- [WHAT THE EXERCISE ASKS]
Give back an exact copy of the lines from the start of the material through the line bearing "output.push_str(&generate_failures_section(&report.results));". Include both ends and nothing else.

- [ENTRIES SHOWN]
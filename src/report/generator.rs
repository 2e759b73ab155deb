//! Markdown and JSON rendering of dispatch responses.
//!
//! Used by the one-shot `dispatch` command; the HTTP surface always
//! answers with JSON.

use crate::models::{
    BatchReport, DispatchResponse, LaunchReport, LaunchedTask, TaskOutcome, TaskStatus,
};
use anyhow::Result;
use serde::Serialize;

/// Generate a complete Markdown report.
pub fn generate_markdown_report(response: &DispatchResponse) -> String {
    let mut output = String::new();

    // Title
    output.push_str("# MediaDispatch Report\n\n");

    match response {
        DispatchResponse::Async(report) => {
            output.push_str(&generate_launch_summary(report));
            output.push_str(&generate_launch_table(&report.tasks));
        }
        DispatchResponse::Sync(report) => {
            output.push_str(&generate_batch_summary(report));
            output.push_str(&generate_outcome_table(&report.results));
            output.push_str(&generate_failures_section(&report.results));
        }
    }

    // Footer
    output.push_str(&generate_footer());

    output
}

fn generate_launch_summary(report: &LaunchReport) -> String {
    let mut section = String::new();

    section.push_str("## Summary\n\n");
    section.push_str("- **Mode:** async\n");
    section.push_str(&format!("- **Batch:** `{}`\n", report.batch_id));
    section.push_str(&format!("- **Tasks:** {}\n", report.total_tasks));
    section.push_str(&format!("- **Launched:** {}\n", report.launched));
    if report.failed > 0 {
        section.push_str(&format!("- **Failed to launch:** {}\n", report.failed));
    }
    section.push_str(&format!("\n{}\n\n", report.message));

    section
}

fn generate_batch_summary(report: &BatchReport) -> String {
    let mut section = String::new();

    section.push_str("## Summary\n\n");
    section.push_str("- **Mode:** sync\n");
    section.push_str(&format!("- **Batch:** `{}`\n", report.batch_id));
    section.push_str("\n| ✅ Successful | ❌ Failed | **Total** |\n");
    section.push_str("|:---:|:---:|:---:|\n");
    section.push_str(&format!(
        "| {} | {} | **{}** |\n\n",
        report.successful, report.failed, report.total_tasks
    ));

    section
}

fn status_badge(status: TaskStatus) -> &'static str {
    match status {
        TaskStatus::Launched => "🚀 launched",
        TaskStatus::Processing => "⏳ processing",
        TaskStatus::Completed => "✅ completed",
        TaskStatus::Failed => "❌ failed",
    }
}

fn generate_launch_table(tasks: &[LaunchedTask]) -> String {
    let mut section = String::new();

    section.push_str("## Tasks\n\n");
    section.push_str("| # | Task | File | Callback | Status |\n");
    section.push_str("|:---:|:---|:---|:---|:---|\n");

    for task in tasks {
        section.push_str(&format!(
            "| {} | `{}` | {} | {} `{}` | {} |\n",
            task.task_index,
            task.task_id,
            task.file_url,
            task.method,
            task.callback_url,
            status_badge(task.status)
        ));
    }
    section.push('\n');

    let rejected: Vec<_> = tasks.iter().filter(|t| t.error.is_some()).collect();
    if !rejected.is_empty() {
        section.push_str("### Launch Failures\n\n");
        for task in rejected {
            section.push_str(&format!(
                "- `{}`: {}\n",
                task.task_id,
                task.error.as_deref().unwrap_or_default()
            ));
        }
        section.push('\n');
    }

    section
}

fn generate_outcome_table(results: &[TaskOutcome]) -> String {
    let mut section = String::new();

    section.push_str("## Results\n\n");
    section.push_str("| # | Task | File | Status | Processing Time |\n");
    section.push_str("|:---:|:---|:---|:---|---:|\n");

    for outcome in results {
        let time = outcome
            .processing_time
            .map(|t| format!("{}s", t))
            .unwrap_or_else(|| "-".to_string());
        section.push_str(&format!(
            "| {} | `{}` | {} | {} | {} |\n",
            outcome.task_index,
            outcome.task_id,
            outcome.file_url,
            status_badge(outcome.status),
            time
        ));
    }
    section.push('\n');

    section
}

fn generate_failures_section(results: &[TaskOutcome]) -> String {
    let failures: Vec<_> = results.iter().filter(|o| !o.success).collect();
    if failures.is_empty() {
        return String::new();
    }

    let mut section = String::new();
    section.push_str("## Failures\n\n");

    for outcome in failures {
        let kind = outcome
            .error_kind
            .map(|k| format!("{:?}", k).to_lowercase())
            .unwrap_or_else(|| "unknown".to_string());
        section.push_str(&format!(
            "#### Task {} (`{}`)\n\n**Kind:** {}\n\n> {}\n\n---\n\n",
            outcome.task_index,
            outcome.task_id,
            kind,
            outcome.error.as_deref().unwrap_or_default()
        ));
    }

    section
}

/// Generate the report footer.
fn generate_footer() -> String {
    "---\n\n*Report generated by MediaDispatch*\n".to_string()
}

/// Pretty JSON for any response or query result.
pub fn generate_json_report<T: Serialize>(value: &T) -> Result<String> {
    serde_json::to_string_pretty(value).map_err(Into::into)
}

- [SOLUTION]
filename src/report/generator.rs
repository 2e759b73ab155deb
//! Markdown and JSON rendering of dispatch responses.
//!
//! Used by the one-shot `dispatch` command; the HTTP surface always
//! answers with JSON.

use crate::models::{
    BatchReport, DispatchResponse, LaunchReport, LaunchedTask, TaskOutcome, TaskStatus,
};
use anyhow::Result;
use serde::Serialize;

/// Generate a complete Markdown report.
pub fn generate_markdown_report(response: &DispatchResponse) -> String {
    let mut output = String::new();

    // Title
    output.push_str("# MediaDispatch Report\n\n");

    match response {
        DispatchResponse::Async(report) => {
            output.push_str(&generate_launch_summary(report));
            output.push_str(&generate_launch_table(&report.tasks));
        }
        DispatchResponse::Sync(report) => {
            output.push_str(&generate_batch_summary(report));
            output.push_str(&generate_outcome_table(&report.results));
            output.push_str(&generate_failures_section(&report.results));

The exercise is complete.